Lately, I’ve been going to a pretty amazing therapist. They’re the first I’ve starting seeing on a continuous basis. Before, I got pretty easily frustrated or overwhelmed or flustered by regular therapy appointments. But this time around, with this person, the chemistry is different. The conversations have felt cathartic, like I’m digging deeper into myself, my behaviors, and recurring anxieties or attacks. I learn something new every time – and actually taking notes on it, y’all!
Understanding and Accepting My Rage
Rage is a fucking terrifying emotion to experience as a child. When a parent or an elder yells, hits, releases rage on you, it makes you think: “What did I do to deserve this”? And shame…well, it’s right there after the fact. You feel emotions of sorrow, hopelessness, melancholy, loneliness, self pity, and guilt.
Growing older, and experiencing more public displays of patriarchy and disrespect, my shame graduates to humiliation. And that is what fuels my anger – the feeling of being outed, disrespected, belittled. I feel a lack of control and a chasmic injustice.
I feel angry when I feel disrespected,
I feel angry when I feel repressed,
I feel angry when I feel controlled,
I feel angry when I feel humiliated,
I feel angry when I feel treated unjustly,
It’s not just about disrespect
It’s not just about repression
It’s not just about control
It’s not just about humiliation
It’s about you taking away my dignity in that situation.
In another situation. And another.
Time and time again
Until it becomes caught. Contagious. Cancerous.
Patriarchy is often the inciting incident that flames my rage. When another human being demeans me in public or wields aggression in my direction, I am consumed by a deep, burning, hate-inspired fire. After an episode, I often feel annoying amounts of helplessness, self pity, and despair. And then I invariably unleash that on others at another time or place. As a result, I truly believe patriarchal (or controlling, ignorant) behavior is the disease of our culture, of our nation, of our time.
Food for Thought: What Are the Different Levels of Rage?
- Surprise – at the instance in question; whether it is being whipped as a child or yelled at on the side of the road or called out by a haughty older man during a sports game).
- Irritation and frustration – a blaze in my cheeks, accelerated pumping of my heart, a detachment from the joy experienced moments before;
- Humiliation and powerlessness – from there, a spiraling sense of personal embarrassment, disrespect, and lack of control.
- Rage – a more global state of injustice. Fueled not just by this instance, but all the instances before that, which represent a greater reality that’s hard to accept. Sparks animalistic, sometimes ‘murderous’ anger.*
* Rage is an innate response that is primarily action oriented. Rage tells us to DO something, change something, as a means of protecting yourself. Sometimes this translates to a harm-oriented impulse; you want to cause others the same degree of harm that they forced upon you. But of course, you know this is not a feasible or socially permissible; and so, fueled by a desire to destroy, you turn to the only thing that you can ‘safely’ unleash upon – yourself.
outside my control,
I shriek and shred myself
so you will heal me
so you will hear me
so you will hold me
so you will see me
so the chasm between closes
and the wound seals
– scratch marks
Rage as Protection
Protecting yourself from what, you ask?
It’s like road rage. You’re not just getting angry at someone cutting you off; your enraged that they did something that stupid which put other people at risk. Your rage is to protect yourself from people who don’t care enough that they are willing to harm others.
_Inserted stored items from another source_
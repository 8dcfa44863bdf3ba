//! HTTP request helper that reports through a publish/subscribe mediator.
//!
//! # Overview
//! `HttpHelper` serializes query and body parameters, runs the request on a
//! `Transport`, and publishes the lifecycle (`httpUpdate`, `httpSuccess`,
//! `httpError`, `httpAbort`) on a `Mediator` instead of returning the
//! response. An optional correlation key namespaces the topics as
//! `<key>-httpSuccess` and so on.
//!
//! # Design
//! - Request building (`builder`) and event mapping (`lifecycle`) are pure;
//!   only the transport does I/O, so both are testable with
//!   `ScriptedTransport`.
//! - Every request gets its own lifecycle and worker thread; the returned
//!   `RequestHandle` can abort it or wait for the tagged `Outcome`.
//! - Exactly one terminal event is published per request. An HTTP error
//!   status is still a success event; callers inspect `status`.

pub mod builder;
pub mod client;
pub mod error;
pub mod event;
pub mod http;
pub mod lifecycle;
pub mod mediator;
pub mod options;
pub mod params;
pub mod topic;
pub mod transport;

pub use client::{Correlated, HttpHelper, RequestHandle, RequestId};
pub use error::{HelperError, ParamsError, TransportError, TransportErrorKind};
pub use event::{AbortEvent, HttpEvent, Outcome, ResponseEnvelope, TransportEvent};
pub use http::{Credentials, HttpMethod, HttpRequest, HttpResponse};
pub use mediator::{Bus, Mediator, Published, SubscriptionId};
pub use options::RequestOptions;
pub use topic::Topic;
pub use transport::{AbortSignal, ScriptedTransport, Transport, TransportConfig, UreqTransport};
Part of rage, too, is having a real hard time accepting reality. When your reality rubs you the wrong way, microsggresses you, and reminds you time and time again of a larger system stacked against you, well, It’s really hard to accept that. You don’t want to.
Gosh, even talking about it.
This reaction, rage, amongst women, amongst the oppressed.
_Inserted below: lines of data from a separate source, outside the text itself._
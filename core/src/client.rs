//! Fire-and-forget HTTP helper that reports through a mediator.
//!
//! # Design
//! `HttpHelper` holds only a mediator and a transport. Every call builds a
//! fresh `HttpRequest` and a fresh `Lifecycle` and runs them on a dedicated
//! worker thread, so concurrent requests never share listener state or a
//! correlation key. The caller gets a `RequestHandle` back immediately;
//! progress and the terminal outcome arrive as published events, and the
//! handle can abort the request or wait for its `Outcome`.
//!
//! Subscribe on the mediator before sending: events published before a
//! subscription exists are not replayed.

use std::fmt;
use std::sync::Arc;
use std::thread::JoinHandle;

use uuid::Uuid;

use crate::builder::build_request;
use crate::error::HelperError;
use crate::event::{HttpEvent, Outcome};
use crate::http::{HttpMethod, HttpRequest};
use crate::lifecycle::{Lifecycle, Publication};
use crate::mediator::Mediator;
use crate::options::RequestOptions;
use crate::transport::{AbortSignal, Transport, UreqTransport};

/// Unique identifier for one request.
#[derive(Clone, Copy, Debug, PartialEq, Eq, Hash)]
pub struct RequestId(Uuid);

impl RequestId {
    fn new() -> Self {
        Self(Uuid::new_v4())
    }

    pub fn as_uuid(&self) -> Uuid {
        self.0
    }
}

impl fmt::Display for RequestId {
    fn fmt(&self, f: &mut fmt::Formatter<'_>) -> fmt::Result {
        self.0.fmt(f)
    }
}

/// HTTP helper publishing lifecycle events to `M`.
#[derive(Debug)]
pub struct HttpHelper<M, T = UreqTransport> {
    mediator: Arc<M>,
    transport: Arc<T>,
}

impl<M, T> Clone for HttpHelper<M, T> {
    fn clone(&self) -> Self {
        Self {
            mediator: Arc::clone(&self.mediator),
            transport: Arc::clone(&self.transport),
        }
    }
}

impl<M> HttpHelper<M, UreqTransport>
where
    M: Mediator<HttpEvent> + 'static,
{
    /// Helper using a default `UreqTransport`.
    pub fn with_mediator(mediator: M) -> Self {
        Self::new(mediator, UreqTransport::default())
    }
}

impl<M, T> HttpHelper<M, T>
where
    M: Mediator<HttpEvent> + 'static,
    T: Transport + 'static,
{
    pub fn new(mediator: M, transport: T) -> Self {
        Self::from_shared(Arc::new(mediator), Arc::new(transport))
    }

    /// Helper over a mediator and transport that are shared elsewhere.
    pub fn from_shared(mediator: Arc<M>, transport: Arc<T>) -> Self {
        Self {
            mediator,
            transport,
        }
    }

    pub fn mediator(&self) -> &Arc<M> {
        &self.mediator
    }

    pub fn transport(&self) -> &Arc<T> {
        &self.transport
    }

    /// View of this helper that publishes under `<key>-` topics.
    pub fn with_key<'a>(&'a self, key: &'a str) -> Correlated<'a, M, T> {
        Correlated { helper: self, key }
    }

    pub fn get(&self, url: &str, options: RequestOptions) -> Result<RequestHandle, HelperError> {
        self.send(HttpMethod::Get, url, options, None)
    }

    pub fn post(&self, url: &str, options: RequestOptions) -> Result<RequestHandle, HelperError> {
        self.send(HttpMethod::Post, url, options, None)
    }

    pub fn put(&self, url: &str, options: RequestOptions) -> Result<RequestHandle, HelperError> {
        self.send(HttpMethod::Put, url, options, None)
    }

    pub fn patch(&self, url: &str, options: RequestOptions) -> Result<RequestHandle, HelperError> {
        self.send(HttpMethod::Patch, url, options, None)
    }

    pub fn delete(&self, url: &str, options: RequestOptions) -> Result<RequestHandle, HelperError> {
        self.send(HttpMethod::Delete, url, options, None)
    }

    /// Start a request on its own worker thread and return at once.
    ///
    /// Only failing to start the worker is an `Err`; every request outcome,
    /// including transport failures, is published on the mediator.
    pub fn send(
        &self,
        method: HttpMethod,
        url: &str,
        options: RequestOptions,
        key: Option<&str>,
    ) -> Result<RequestHandle, HelperError> {
        let id = RequestId::new();
        let request = build_request(method, url, &options);
        let abort = AbortSignal::new();
        let key = key.map(str::to_string);

        tracing::debug!(
            target: "mediator_http::client",
            %id,
            %method,
            url = %request.url,
            key = key.as_deref(),
            "dispatching request"
        );

        let mediator = Arc::clone(&self.mediator);
        let transport = Arc::clone(&self.transport);
        let worker_abort = abort.clone();
        let worker = std::thread::Builder::new()
            .name(format!("mediator-http-{id}"))
            .spawn(move || {
                run_lifecycle(
                    id,
                    &*transport,
                    &*mediator,
                    &request,
                    key.as_deref(),
                    &worker_abort,
                )
            })?;

        Ok(RequestHandle { id, abort, worker })
    }

    /// Run a request on the calling thread, publishing the same events as
    /// `send`, and return its outcome.
    pub fn send_blocking(
        &self,
        method: HttpMethod,
        url: &str,
        options: RequestOptions,
        key: Option<&str>,
    ) -> Outcome {
        let id = RequestId::new();
        let request = build_request(method, url, &options);
        run_lifecycle(
            id,
            &*self.transport,
            &*self.mediator,
            &request,
            key,
            &AbortSignal::new(),
        )
    }
}

/// An `HttpHelper` bound to a correlation key.
#[derive(Debug)]
pub struct Correlated<'a, M, T> {
    helper: &'a HttpHelper<M, T>,
    key: &'a str,
}

impl<M, T> Correlated<'_, M, T>
where
    M: Mediator<HttpEvent> + 'static,
    T: Transport + 'static,
{
    pub fn key(&self) -> &str {
        self.key
    }

    pub fn get(&self, url: &str, options: RequestOptions) -> Result<RequestHandle, HelperError> {
        self.helper.send(HttpMethod::Get, url, options, Some(self.key))
    }

    pub fn post(&self, url: &str, options: RequestOptions) -> Result<RequestHandle, HelperError> {
        self.helper.send(HttpMethod::Post, url, options, Some(self.key))
    }

    pub fn put(&self, url: &str, options: RequestOptions) -> Result<RequestHandle, HelperError> {
        self.helper.send(HttpMethod::Put, url, options, Some(self.key))
    }

    pub fn patch(&self, url: &str, options: RequestOptions) -> Result<RequestHandle, HelperError> {
        self.helper.send(HttpMethod::Patch, url, options, Some(self.key))
    }

    pub fn delete(&self, url: &str, options: RequestOptions) -> Result<RequestHandle, HelperError> {
        self.helper.send(HttpMethod::Delete, url, options, Some(self.key))
    }
}

/// Handle to an in-flight request.
#[derive(Debug)]
pub struct RequestHandle {
    id: RequestId,
    abort: AbortSignal,
    worker: JoinHandle<Outcome>,
}

impl RequestHandle {
    pub fn id(&self) -> RequestId {
        self.id
    }

    /// Ask the transport to stop. Has no effect once a terminal event has
    /// been published.
    pub fn abort(&self) {
        self.abort.abort();
    }

    pub fn is_finished(&self) -> bool {
        self.worker.is_finished()
    }

    /// Block until the request's terminal event has been published.
    pub fn wait(self) -> Result<Outcome, HelperError> {
        self.worker
            .join()
            .map_err(|_| HelperError::WorkerPanicked(self.id))
    }
}

fn run_lifecycle<T, M>(
    id: RequestId,
    transport: &T,
    mediator: &M,
    request: &HttpRequest,
    key: Option<&str>,
    abort: &AbortSignal,
) -> Outcome
where
    T: Transport + ?Sized,
    M: Mediator<HttpEvent> + ?Sized,
{
    let span = tracing::debug_span!(
        target: "mediator_http::client",
        "request",
        %id,
        method = %request.method,
        url = %request.url
    );
    let _entered = span.enter();

    let mut lifecycle = Lifecycle::new(key);
    transport.send(request, abort, &mut |event| {
        if let Some(publication) = lifecycle.observe(event) {
            publish(mediator, publication);
        }
    });

    let (outcome, missing_terminal) = lifecycle.finish();
    if let Some(publication) = missing_terminal {
        tracing::warn!(target: "mediator_http::client", "transport reported no terminal event");
        publish(mediator, publication);
    }

    match &outcome {
        Outcome::Success(envelope) => {
            tracing::debug!(target: "mediator_http::client", status = envelope.status, "request loaded")
        }
        Outcome::Error(err) => {
            tracing::debug!(target: "mediator_http::client", %err, "request failed")
        }
        Outcome::Aborted(_) => tracing::debug!(target: "mediator_http::client", "request aborted"),
    }
    outcome
}

fn publish<M: Mediator<HttpEvent> + ?Sized>(mediator: &M, publication: Publication) {
    mediator.publish(&publication.topic, publication.event);
}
This conversation, here between you and me,
between women, between the oppressed.
“Calm down. It’s not a big deal. It just happened once.”
In other words:
“Your experience is not valid enough”
Who’s voice is that? Who says that to you?
say that to you.
In so many ways.
In so many words.
But ultimately, that’s not them talking.
That’s the internalized oppressor.
When injustice happens, we can learn from Ford. She still showed up. She spoke even though her voice shook. In the aftereffects of rage, channel that sense of action into something healing, something productive. Build that network of support. Ask friends for help in clapping back, or simply staying safe, staying accompanied, distracted, wound down.
We can and will and should show up, but we have to be strategic; we have to be safe.
- How do I enter mindfulness and self compassion when rage enters my space?
- How do I manage conflict in rage mode (which is a completely different state than irritation mode)?
- How do I be gentle with myself in a harsh world?